Polls in the District opened Tuesday morning for a citywide special election to fill an at-large seat on the D.C. Council and to select two new members of the Board of Education.
The election for the at-large seat caps a nearly-four month campaign in which nearly all of the candidates in the race vowed to shake up a city government that has been hammered by allegations of cronyism, nepotism and wasteful spending.
Nine candidates are running for the council seat, including six Democrats, one Republican, one Independent and a member of the D.C. Statehood Green Party. The election is open to any registered voter, and polls in all 143 precincts will be open until 8 p.m.
With turnout expected to be low, observers say the race is unpredictable and could be decided by only a few hundred votes. .
“I don’t see it being won yet by anybody,” Council member Muriel Bowser (D-Ward 4) said Monday afternoon. ‘It’s open and anybody can win.”
Council member Sekou Biddle and former council member Vincent B. Orange, both Democrats, and Republican Patrick Mara are widely believed to be the candidates with the best chance of winning.
But several other candidates in the race, including former Ward 1 Advisory Neighborhood Commissioner Bryan Weaver and activist Josh Lopez, also appear to have significant followings
If Mara wins, he will be the first Republican on the the council since 2008, when Carol Schwartz was unseated in the GOP primary by Mara.
Although two seats on the council are reserved for members of a minority party, Mara lost the general election that year to Council member Michael Brown (At-Large), a former Democrat.
The other minority party is seat held by Council member David A. Catania, an indepdent.
The prospect of the electing a Republican to the council could help boost turnout among Republican and GOP-leaning independents. But three out four District voters are registered Democratic, suggesting Mara will also have to win over some Democrats if he is too be succesful
Also running as Democrats for the at-large seat are education activist Tom Brown, and Ward 7 school board member Dorothy Douglas. D.C. Statehood Green Party candidate Alan ad lawyer Arkan Haile, an independent, also will be on the ballot.
The election is being held to fill the seat Kwame R. Brown (D) held before he was sworn in as council chairman in January.
Shortly after his inauguration, the D.C. Democratic State Committee voted to appoint Biddle to the seat pending the results of the special election.
Brown and Mayor Vincent C. Gray (D) have endorsed Biddle, although he’s sought to distance himself from his high-profile supporters as the ethical controversies mounted at city hall this spring.

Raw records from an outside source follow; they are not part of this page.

use std::sync::Arc;

use serde_json::{Map, Value};

use botbridge_core::divergence::{Divergence, DivergenceRegistry};
use botbridge_core::outbound::{
    ApiMethod, FailureReason, Outcome, OutboundRequest, SubstituteAction, params,
};

use crate::format::strip_formatting;
use crate::transport::{BotTransport, TransportError};

/// How much of a method the upstream actually implements.
#[derive(Debug, Clone, Copy, PartialEq, Eq)]
pub enum MethodSupport {
    Supported,
    /// Absent upstream, but a documented substitute exists.
    Degraded,
    /// Absent upstream with no safe substitute.
    Unsupported,
}

/// Per-deployment capability map: method availability plus parameter-level
/// quirks. Built from config; the router consults it on every call.
#[derive(Debug, Clone)]
pub struct CapabilityTable {
    send_message: MethodSupport,
    edit_message: MethodSupport,
    chat_action: MethodSupport,
    answer_callback: MethodSupport,
    reply_references: bool,
    parse_mode: bool,
    callback_needs_chat: bool,
}

impl CapabilityTable {
    /// A fully conformant upstream.
    pub fn full() -> Self {
        Self {
            send_message: MethodSupport::Supported,
            edit_message: MethodSupport::Supported,
            chat_action: MethodSupport::Supported,
            answer_callback: MethodSupport::Supported,
            reply_references: true,
            parse_mode: true,
            callback_needs_chat: false,
        }
    }

    pub fn without_edit_message(mut self) -> Self {
        self.edit_message = MethodSupport::Degraded;
        self
    }

    pub fn without_chat_action(mut self) -> Self {
        self.chat_action = MethodSupport::Degraded;
        self
    }

    pub fn without_answer_callback(mut self) -> Self {
        self.answer_callback = MethodSupport::Degraded;
        self
    }

    pub fn without_reply_references(mut self) -> Self {
        self.reply_references = false;
        self
    }

    pub fn without_parse_mode(mut self) -> Self {
        self.parse_mode = false;
        self
    }

    pub fn with_callback_chat_requirement(mut self) -> Self {
        self.callback_needs_chat = true;
        self
    }

    pub fn set_support(&mut self, method: ApiMethod, support: MethodSupport) {
        match method {
            ApiMethod::SendMessage => self.send_message = support,
            ApiMethod::EditMessageText => self.edit_message = support,
            ApiMethod::SendChatAction => self.chat_action = support,
            ApiMethod::AnswerCallbackQuery => self.answer_callback = support,
        }
    }

    pub fn support(&self, method: ApiMethod) -> MethodSupport {
        match method {
            ApiMethod::SendMessage => self.send_message,
            ApiMethod::EditMessageText => self.edit_message,
            ApiMethod::SendChatAction => self.chat_action,
            ApiMethod::AnswerCallbackQuery => self.answer_callback,
        }
    }
}

impl Default for CapabilityTable {
    fn default() -> Self {
        Self::full()
    }
}

/// Executes outbound calls, substituting degraded-but-safe behavior for
/// capabilities the upstream lacks. Substitutions happen in place of the
/// original call (no queueing), so per-chat ordering is whatever the caller
/// requested. Nothing here mutates the registry.
pub struct CapabilityRouter {
    registry: Arc<DivergenceRegistry>,
    table: CapabilityTable,
    transport: Arc<dyn BotTransport>,
}

impl CapabilityRouter {
    pub fn new(
        registry: Arc<DivergenceRegistry>,
        table: CapabilityTable,
        transport: Arc<dyn BotTransport>,
    ) -> Self {
        Self {
            registry,
            table,
            transport,
        }
    }

    pub async fn invoke(&self, request: &OutboundRequest) -> Outcome {
        if let Err(detail) = request.validate() {
            return Outcome::Failed {
                reason: FailureReason::InvalidRequest { detail },
            };
        }

        match request.method {
            ApiMethod::SendMessage => self.send_message(request).await,
            ApiMethod::EditMessageText => self.edit_message(request).await,
            ApiMethod::SendChatAction => self.send_chat_action(request).await,
            ApiMethod::AnswerCallbackQuery => self.answer_callback(request).await,
        }
    }

    async fn send_message(&self, request: &OutboundRequest) -> Outcome {
        if self.table.support(ApiMethod::SendMessage) != MethodSupport::Supported {
            // There is nothing safe to send a message *with* instead.
            return Outcome::Failed {
                reason: FailureReason::Unsupported {
                    method: ApiMethod::SendMessage,
                },
            };
        }

        let (wire_params, reply_unattached) = self.prepare_send_params(request.params.clone());
        match self
            .transport
            .call(ApiMethod::SendMessage.wire_name(), &wire_params)
            .await
        {
            Ok(result) => Outcome::Delivered {
                message_id: extract_message_id(&result),
                reply_unattached,
            },
            Err(err) => failed(err),
        }
    }

    async fn edit_message(&self, request: &OutboundRequest) -> Outcome {
        match self.table.support(ApiMethod::EditMessageText) {
            MethodSupport::Supported => {
                let (wire_params, _) = self.prepare_send_params(request.params.clone());
                match self
                    .transport
                    .call(ApiMethod::EditMessageText.wire_name(), &wire_params)
                    .await
                {
                    Ok(result) => Outcome::Delivered {
                        message_id: extract_message_id(&result)
                            .or_else(|| request.param_i64(params::MESSAGE_ID)),
                        reply_unattached: false,
                    },
                    Err(err) => failed(err),
                }
            }
            MethodSupport::Degraded => {
                // Substitute: send a fresh message carrying the same text.
                // The caller gets the new id and must track it as a distinct
                // message.
                self.log_substitution(
                    Divergence::EditMessageUnsupported,
                    "editMessageText substituted with sendMessage",
                );
                let mut send_params = Map::new();
                for key in [params::CHAT_ID, params::TEXT, params::PARSE_MODE, params::REPLY_MARKUP]
                {
                    if let Some(v) = request.params.get(key) {
                        send_params.insert(key.to_string(), v.clone());
                    }
                }
                let (wire_params, _) = self.prepare_send_params(send_params);
                match self
                    .transport
                    .call(ApiMethod::SendMessage.wire_name(), &wire_params)
                    .await
                {
                    Ok(result) => Outcome::Degraded {
                        substitute: SubstituteAction::SentNewMessage,
                        message_id: extract_message_id(&result),
                    },
                    Err(err) => failed(err),
                }
            }
            MethodSupport::Unsupported => Outcome::Failed {
                reason: FailureReason::Unsupported {
                    method: ApiMethod::EditMessageText,
                },
            },
        }
    }

    async fn send_chat_action(&self, request: &OutboundRequest) -> Outcome {
        // Purely cosmetic: an absent upstream implementation is a silent
        // no-op, never an error.
        if self.table.support(ApiMethod::SendChatAction) != MethodSupport::Supported {
            self.log_substitution(
                Divergence::ChatActionUnsupported,
                "sendChatAction skipped: not implemented upstream",
            );
            return Outcome::Degraded {
                substitute: SubstituteAction::Skipped,
                message_id: None,
            };
        }
        match self
            .transport
            .call(ApiMethod::SendChatAction.wire_name(), &request.params)
            .await
        {
            Ok(_) => Outcome::Delivered {
                message_id: None,
                reply_unattached: false,
            },
            Err(err) => failed(err),
        }
    }

    async fn answer_callback(&self, request: &OutboundRequest) -> Outcome {
        if self.table.support(ApiMethod::AnswerCallbackQuery) != MethodSupport::Supported {
            // The button stops spinning on its own; skipping beats failing
            // the whole interaction.
            self.log_substitution(
                Divergence::CallbackNeedsChatContext,
                "answerCallbackQuery skipped: not implemented upstream",
            );
            return Outcome::Degraded {
                substitute: SubstituteAction::Skipped,
                message_id: None,
            };
        }

        let mut wire_params = request.params.clone();
        if self.table.callback_needs_chat {
            if !wire_params.contains_key(params::CHAT_ID) {
                return Outcome::Failed {
                    reason: FailureReason::CallbackContextMissing,
                };
            }
            self.log_substitution(
                Divergence::CallbackNeedsChatContext,
                "supplied originating chat id to answerCallbackQuery",
            );
        } else {
            // A conformant remote does not know this parameter.
            wire_params.remove(params::CHAT_ID);
        }

        match self
            .transport
            .call(ApiMethod::AnswerCallbackQuery.wire_name(), &wire_params)
            .await
        {
            Ok(_) => Outcome::Delivered {
                message_id: None,
                reply_unattached: false,
            },
            Err(err) => failed(err),
        }
    }

    /// Apply parameter-level capabilities to an outgoing message body:
    /// strip unsupported reply references and formatting.
    fn prepare_send_params(&self, mut wire_params: Map<String, Value>) -> (Map<String, Value>, bool) {
        let mut reply_unattached = false;

        if !self.table.reply_references
            && wire_params.remove(params::REPLY_TO_MESSAGE_ID).is_some()
        {
            self.log_substitution(
                Divergence::ReplyReferenceUnsupported,
                "stripped reply_to_message_id from send",
            );
            reply_unattached = true;
        }

        if !self.table.parse_mode && wire_params.remove(params::PARSE_MODE).is_some() {
            if let Some(text) = wire_params.get(params::TEXT).and_then(Value::as_str) {
                let plain = strip_formatting(text);
                wire_params.insert(params::TEXT.to_string(), Value::String(plain));
            }
            self.log_substitution(
                Divergence::FormattingUnsupported,
                "stripped formatting markers before send",
            );
        }

        (wire_params, reply_unattached)
    }

    fn log_substitution(&self, divergence: Divergence, message: &str) {
        if self.registry.log_loudly(divergence) {
            tracing::info!("[{divergence}] {message}");
        } else {
            tracing::debug!("[{divergence}] {message}");
        }
    }
}

fn failed(err: TransportError) -> Outcome {
    let reason = match err {
        TransportError::Timeout => FailureReason::Timeout,
        TransportError::Io(detail) => FailureReason::Transport { detail },
        TransportError::Remote { description } => FailureReason::Remote { description },
    };
    Outcome::Failed { reason }
}

/// Message ids in responses suffer the same string-typing as inbound ids.
fn extract_message_id(result: &Value) -> Option<i64> {
    match result.get("message_id") {
        Some(Value::Number(n)) => n.as_i64(),
        Some(Value::String(s)) => s.trim().parse().ok(),
        _ => None,
    }
}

The winner of Tuesday’s election, who will be seated shortly after the results are certified in 10 days, is expected to play a critical role on a council closely divided on several major issues, including on whether to raise taxes on the wealthy to help balance the budget.
In the school board races, voters in Ward 4 are choosing a replacement for Biddle, who gave up his seat to sit on the council. Voters in Ward 8 are also are electing a replacement for William . Lockridge, who died in January of respitory failure.